Finaliza un verano con temperaturas récord en la Antártida
La crisis del COVID-19 ha obligado a cerrar las bases antárticas españolas con una semana de antelación. Científicos de la campaña antártica, que tratarán de volver a casa en avión o en el buque Hespérides, adelantan que durante este verano austral se han registrado temperaturas inusualmente altas.
Fuente: Agencia SINC
La temperatura media de enero-febrero de 2020 en la base antártica española Juan Carlos I, en la isla Livingston, ha sido más cálida de lo habitual, con una temperatura media de 3,5 °C y una anomalía de 1,3 °C, respecto al promedio de los últimos 15 años, cuyo periodo de referencia es 2005-2019.
Según los científicos de la Agencia Estatal de Meteorología, dependiente del Ministerio para la Transición Ecológica y el Reto Demográfico (MITECO), este verano ha quedado calificado como el segundo más cálido de la serie, solo superado por el de 2006 con 3,9 °C y una anomalía de 1,8 °C.
El periodo comprendido entre el 9 y 10 de febrero fue especialmente cálido. En la base Gabriel de Castilla, situada en la isla Decepción, se registraron 13,1 ºC, el valor más alto de los últimos 15 años. La anterior marca histórica fue de 12,7 ºC el 18 de enero de 2007. Además, esta temperatura de 13,1 ºC supera en 8,3 °C la temperatura máxima media registrada en esta estación.
En la base Juan Carlos I, la temperatura máxima observada fue de 12,3 °C, es decir 9,1 °C mayor que el promedio de las temperaturas máximas de la estación. Aunque la cifra no supera el récord registrado el 19 de enero de 1994 (15,5 °C), constituye un valor muy elevado.
Este episodio de altas temperaturas, en ambas bases, estuvo caracterizado por un flujo de aire cálido procedente del oeste y noroeste en toda la península antártica e islas Shetland del Sur. A pesar de que estos fenómenos por sí solos no constituyen evidencias del cambio climático, según los científicos, es muy probable que sí se vuelvan cada vez más extremos.
Un regreso a España anticipado
Ante la crisis del COVID-19 que está golpeando a todos los países del mundo, las bases antárticas españoles han cerrado una semana antes de lo previsto obligando a 92 científicos, militares y técnicos de la XXXIII Campaña Antártica a volver a España.
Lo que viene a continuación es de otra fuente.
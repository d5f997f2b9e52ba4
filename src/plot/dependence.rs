//! Dependence Plot Renderer
//!
//! Scatter of a feature's attributions against its values, colored by a
//! segment column or an interaction feature, with optional median lines and a
//! background histogram on a secondary axis.
use super::figure::Figure;
use super::{
    backend_error, check_limit, draw_colorbar, padded_range, ColorBar, ColorNorm, COLORBAR_WIDTH, DEFAULT_POINT,
    HISTOGRAM_GREY, MISSING_GREY,
};
use crate::constants::{AUTO_INTERACTION, DEFAULT_HISTOGRAM_BINS, DOT_SIZE, HISTOGRAM_ALPHA, SCATTER_ALPHA};
use crate::data::{AttributionMatrix, Column, Dataset, Scalar};
use crate::errors::RenderError;
use crate::interaction::select_interaction;
use crate::median::compute_median_by;
use crate::segment::{assign_colors, segment_labels, SegmentLabel};
use crate::utils::{finite_range, precision_round};
use hashbrown::HashMap;
use plotters::coord::Shift;
use plotters::prelude::*;
use std::collections::HashSet;

/// Line color of the median when no segment is given.
const MEDIAN_LINE: RGBColor = RGBColor(31, 119, 180);
const PLOT: &str = "dependence plot";

/// Which feature, if any, drives the point colors when no segment is given.
#[derive(Debug, Clone, Default, PartialEq, Eq)]
pub enum Interaction {
    #[default]
    None,
    /// Pick the feature with the strongest approximate interaction.
    Auto,
    Column(String),
}

impl Interaction {
    /// Parse a control value: empty or `none` for no interaction, `auto`, or a column name.
    pub fn parse(value: Option<&str>) -> Self {
        match value.map(str::trim) {
            None | Some("") => Interaction::None,
            Some(v) if v.eq_ignore_ascii_case("none") => Interaction::None,
            Some(v) if v == AUTO_INTERACTION => Interaction::Auto,
            Some(v) => Interaction::Column(v.to_string()),
        }
    }
}

#[derive(Debug, Clone, PartialEq)]
pub struct DependencePlot {
    pub feature: String,
    pub interaction: Interaction,
    /// Segment column. Takes precedence over `interaction`.
    pub segment: Option<String>,
    /// Continuous columns, segmented by quartile bins.
    pub numeric_cols: HashSet<String>,
    pub show_median: bool,
    pub xlim: Option<(f64, f64)>,
    pub ylim: Option<(f64, f64)>,
    pub show_histogram: bool,
    pub bins: usize,
    pub target_var: String,
}
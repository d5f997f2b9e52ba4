//! Plotting
//!
//! Every plot is split in two steps: a pure composition that decides what
//! goes where, and a rasterization of that composition onto a [`Figure`].
pub mod dependence;
pub mod figure;
pub mod summary;

pub use dependence::{DependencePlot, Interaction};
pub use figure::Figure;
pub use summary::{SummaryPlot, SummaryPlotType};

use crate::constants::AXIS_PADDING;
use crate::errors::RenderError;
use crate::utils::{finite_range, quantile_sorted, sorted_finite};
use plotters::coord::Shift;
use plotters::prelude::*;

/// Low end of the red-blue diverging map.
pub const BLUE: RGBColor = RGBColor(0, 139, 251);
/// High end of the red-blue diverging map.
pub const RED: RGBColor = RGBColor(255, 0, 81);
/// Points without a value to color by.
pub const MISSING_GREY: RGBColor = RGBColor(119, 119, 119);
/// Single color used when nothing drives the point colors.
pub const DEFAULT_POINT: RGBColor = RGBColor(30, 136, 229);
pub const HISTOGRAM_GREY: RGBColor = RGBColor(128, 128, 128);

pub(crate) const COLORBAR_WIDTH: u32 = 140;

pub(crate) fn backend_error<E: std::fmt::Display>(what: &str) -> impl FnOnce(E) -> RenderError + '_ {
    move |e| RenderError::Backend(what.to_string(), e.to_string())
}

/// Interpolate the red-blue map, `t = 0` is blue and `t = 1` red.
pub fn red_blue(t: f64) -> RGBColor {
    let t = if t.is_nan() { 0.5 } else { t.clamp(0.0, 1.0) };
    let lerp = |a: u8, b: u8| (a as f64 + (b as f64 - a as f64) * t).round() as u8;
    RGBColor(lerp(BLUE.0, RED.0), lerp(BLUE.1, RED.1), lerp(BLUE.2, RED.2))
}

/// Maps values onto the red-blue map, saturating outside the 5th to 95th
/// percentile so outliers do not wash out the rest.
#[derive(Debug, Clone, Copy, PartialEq)]
pub struct ColorNorm {
    pub low: f64,
    pub high: f64,
}

impl ColorNorm {
    /// `None` when there are no finite values.
    pub fn from_values(values: &[f64]) -> Option<Self> {
        let sorted = sorted_finite(values);
        if sorted.is_empty() {
            return None;
        }
        let mut low = quantile_sorted(&sorted, 0.05);
        let mut high = quantile_sorted(&sorted, 0.95);
        if low == high {
            low = sorted[0];
            high = sorted[sorted.len() - 1];
        }
        Some(ColorNorm { low, high })
    }

    pub fn color(&self, v: f64) -> RGBColor {
        if !v.is_finite() {
            return MISSING_GREY;
        }
        if self.high == self.low {
            return red_blue(0.5);
        }
        red_blue((v - self.low) / (self.high - self.low))
    }
}

/// A vertical color bar drawn to the right of the chart.
#[derive(Debug, Clone, PartialEq)]
pub struct ColorBar {
    pub label: String,
    pub norm: ColorNorm,
    /// Tick text shown at the low and high ends.
    pub low_text: String,
    pub high_text: String,
}

/// Auto-scaled axis range over the finite values, padded on both sides.
pub(crate) fn padded_range(values: &[f64]) -> Option<(f64, f64)> {
    let (lo, hi) = finite_range(values)?;
    let span = hi - lo;
    let pad = if span > 0.0 { span * AXIS_PADDING } else { (lo.abs() * AXIS_PADDING).max(0.5) };
    Some((lo - pad, hi + pad))
}

/// Check a user supplied axis limit.
pub(crate) fn check_limit(name: &str, limit: Option<(f64, f64)>) -> Result<(), RenderError> {
    match limit {
        Some((lo, hi)) if !(lo.is_finite() && hi.is_finite() && lo < hi) => Err(RenderError::InvalidParameter(
            name.to_string(),
            "finite bounds with lower < upper".to_string(),
            format!("[{}, {}]", lo, hi),
        )),
        _ => Ok(()),
    }
}

pub(crate) fn draw_colorbar<DB: DrawingBackend>(
    area: &DrawingArea<DB, Shift>,
    bar: &ColorBar,
) -> Result<(), RenderError> {
    let (w, h) = area.dim_in_pixel();
    let top = (h as i32) / 8;
    let bottom = (h as i32) * 7 / 8;
    let left = 20;
    let right = left + (w as i32 / 6).max(12);
    let steps = (bottom - top).max(1);
    for i in 0..steps {
        let t = 1.0 - i as f64 / steps as f64;
        area.draw(&Rectangle::new(
            [(left, top + i), (right, top + i + 1)],
            red_blue(t).filled(),
        ))
        .map_err(backend_error("color bar"))?;
    }
    let font = ("sans-serif", 16).into_font();
    area.draw(&Text::new(bar.high_text.clone(), (right + 6, top - 8), font.clone()))
        .map_err(backend_error("color bar"))?;
    area.draw(&Text::new(bar.low_text.clone(), (right + 6, bottom - 8), font.clone()))
        .map_err(backend_error("color bar"))?;
    area.draw(&Text::new(bar.label.clone(), (left, bottom + 16), font))
        .map_err(backend_error("color bar"))?;
    Ok(())
}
A borde del buque Hespérides, que ha podido repostar combustible y reponer víveres en el puerto argentino de Ushuaia, todavía unos 37 pasajeros civiles y militares a bordo esperan poder volar desde Brasil, ya que las fronteras de Argentina, Chile y Uruguay se han cerrado debido a la emergencia sanitaria. De no ser posible, volverán a España en el Hespérides.
Como la actividad oceanográfica en el Atlántico prevista durante la vuelta del buque queda cancelada, se calcula que el buque estará de vuelta en cuatro semanas. Durante la campaña se han llevado a cabo 13 proyectos científicos españoles en la Antártida y cuatro proyectos internacionales que se desarrollaron en instalaciones españolas.